### [Exercise aim]
In the records that follow, how many lines contain the word "async"? Give only that figure.

** Opening Available records block **

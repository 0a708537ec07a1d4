//! # Guardbot
//!
//! A group-chat moderation and points-leaderboard bot: per-user message
//! tracking, warnings with tiered auto-mute escalation, timed mutes and bans,
//! plus an admin-managed points leaderboard kept in a remote versioned
//! document.
//!
//! ## Quick Start
//!
//! ```rust,no_run
//! use guardbot::prelude::*;
//! use std::sync::Arc;
//!
//! #[tokio::main]
//! async fn main() -> anyhow::Result<()> {
//!     let config = Arc::new(BotConfig::load("guardbot.toml").await?);
//!     let store: Arc<dyn UserRecordStore> =
//!         Arc::new(FileUserStore::open(&config.store_path).await?);
//!
//!     let connection = TelegramConnection::new(TelegramConfig::from_env()?);
//!     let applier = Arc::new(connection.api());
//!     let board = Arc::new(Leaderboard::new(Arc::new(MemoryDocumentStore::new()), None));
//!
//!     let mut bot = GuardBot::new(
//!         config, store, applier, board, Box::new(connection), SystemClock,
//!     );
//!     bot.start().await
//! }
//! ```

pub mod bot;
pub mod config;
pub mod platforms;
pub mod store;
pub mod types;

// Re-export commonly used items
pub mod prelude {
    pub use crate::bot::clock::{Clock, SystemClock};
    pub use crate::bot::engine::{EscalationPolicy, ModerationEngine};
    pub use crate::bot::leaderboard::{
        DocumentStore, GitHubDocumentStore, Leaderboard, MemoryDocumentStore,
    };
    pub use crate::bot::GuardBot;
    pub use crate::config::BotConfig;
    pub use crate::platforms::telegram::{TelegramConfig, TelegramConnection};
    pub use crate::platforms::{PlatformConnection, RestrictionApplier};
    pub use crate::store::{FileUserStore, MemoryUserStore, UserRecordStore};
    pub use crate::types::{
        BotError, BotResult, ChatMessage, MuteDuration, RestrictionSet, UserRecord, WarnOutcome,
    };
    pub use anyhow::Result;
}

// Version information
pub const VERSION: &str = env!("CARGO_PKG_VERSION");
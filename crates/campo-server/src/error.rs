// Copyright (c) 2025 Geoffrey Huntley <ghuntley@ghuntley.com>. All rights reserved.
// SPDX-License-Identifier: Proprietary

use axum::http::StatusCode;
use axum::response::{IntoResponse, Response};
use axum::Json;
use campo_server_provisioning::ProvisioningError;
use serde::Serialize;

/// Body of every failed provisioning call.
#[derive(Debug, Serialize)]
pub struct ErrorResponse {
	pub success: bool,
	pub error: String,
}

/// A provisioning failure on its way to the client.
///
/// All failures share status 400; clients tell them apart by message.
#[derive(Debug, thiserror::Error)]
#[error(transparent)]
pub struct ApiError(#[from] pub ProvisioningError);

impl IntoResponse for ApiError {
	fn into_response(self) -> Response {
		tracing::info!(kind = self.0.kind(), error = %self.0, "provisioning request failed");

		let body = ErrorResponse {
			success: false,
			error: self.0.to_string(),
		};
		(StatusCode::BAD_REQUEST, Json(body)).into_response()
	}
}

#[cfg(test)]
mod tests {
	use super::*;
	use campo_server_provisioning::AuthFailure;

	#[tokio::test]
	async fn errors_render_as_400_with_message() {
		let response = ApiError::from(ProvisioningError::from(AuthFailure::MissingHeader)).into_response();
		assert_eq!(response.status(), StatusCode::BAD_REQUEST);

		let body = axum::body::to_bytes(response.into_body(), usize::MAX)
			.await
			.unwrap();
		let json: serde_json::Value = serde_json::from_slice(&body).unwrap();
		assert_eq!(
			json,
			serde_json::json!({ "success": false, "error": "No authorization header" })
		);
	}
}
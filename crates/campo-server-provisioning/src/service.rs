// Copyright (c) 2025 Geoffrey Huntley <ghuntley@ghuntley.com>. All rights reserved.
// SPDX-License-Identifier: Proprietary

use std::sync::Arc;

use campo_supabase::{
	AdminConnector, CreateIdentityError, IdentityAdmin, NewIdentity, ProfileUpdate,
	ProfileUpdateOutcome,
};

use crate::error::{AuthFailure, ForbiddenReason, ProvisioningError};
use crate::request::{extract_bearer_token, ProvisioningRequest, Requester};
use crate::roles::{region_for_sede, Role};

/// Result type for provisioning operations.
pub type Result<T> = std::result::Result<T, ProvisioningError>;

pub const SUCCESS_MESSAGE: &str = "Usuario creado exitosamente";

const ACTIVE_STATUS: &str = "active";

/// An account created by [`UserProvisioningService::provision`].
#[derive(Debug, Clone, PartialEq, Eq)]
pub struct ProvisionedUser {
	pub user_id: String,
}

/// Creates field accounts on behalf of owners and supervisors.
///
/// Every call builds its own admin client through the connector; the
/// service holds no other state.
#[derive(Clone)]
pub struct UserProvisioningService {
	connector: Arc<dyn AdminConnector>,
}
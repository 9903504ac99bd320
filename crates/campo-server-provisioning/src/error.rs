// Copyright (c) 2025 Geoffrey Huntley <ghuntley@ghuntley.com>. All rights reserved.
// SPDX-License-Identifier: Proprietary

/// Why a caller could not be authenticated.
#[derive(Debug, Clone, Copy, PartialEq, Eq, thiserror::Error)]
pub enum AuthFailure {
	#[error("No authorization header")]
	MissingHeader,

	#[error("Usuario no autenticado")]
	InvalidToken,
}

/// Why an authenticated caller may not create the requested account.
#[derive(Debug, Clone, Copy, PartialEq, Eq, thiserror::Error)]
pub enum ForbiddenReason {
	#[error("No tienes permisos para crear usuarios")]
	RoleNotAllowed,

	#[error("Solo puedes crear usuarios para tu sede")]
	OtherSede,

	#[error("Solo puedes crear mercaderistas")]
	RoleOutOfScope,
}

#[derive(Debug, Clone, PartialEq, Eq, thiserror::Error)]
pub enum PayloadProblem {
	#[error("Todos los campos son requeridos")]
	MissingFields,

	#[error("Cuerpo de la solicitud inválido: {0}")]
	Malformed(String),
}

/// Errors that can occur during user provisioning.
///
/// The `Display` output is the message returned to the caller.
#[derive(Debug, Clone, PartialEq, Eq, thiserror::Error)]
pub enum ProvisioningError {
	#[error(transparent)]
	Unauthenticated(#[from] AuthFailure),

	#[error("No se pudo obtener el perfil del usuario")]
	ProfileUnavailable,

	#[error(transparent)]
	Forbidden(#[from] ForbiddenReason),

	#[error(transparent)]
	InvalidPayload(#[from] PayloadProblem),

	#[error("El correo electrónico ya está registrado")]
	DuplicateEmail,

	#[error("{0}")]
	IdentityCreationFailed(String),

	#[error("Error al actualizar perfil: {0}")]
	ProfileUpdateFailed(String),

	#[error("Error de configuración: {0}")]
	Configuration(String),
}

impl ProvisioningError {
	/// Stable name of the variant, for logs.
	pub fn kind(&self) -> &'static str {
		match self {
			Self::Unauthenticated(_) => "unauthenticated",
			Self::ProfileUnavailable => "profile_unavailable",
			Self::Forbidden(_) => "forbidden",
			Self::InvalidPayload(_) => "invalid_payload",
			Self::DuplicateEmail => "duplicate_email",
			Self::IdentityCreationFailed(_) => "identity_creation_failed",
			Self::ProfileUpdateFailed(_) => "profile_update_failed",
			Self::Configuration(_) => "configuration",
		}
	}
}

** Closing Available records block **

### [Output for this exercise]
2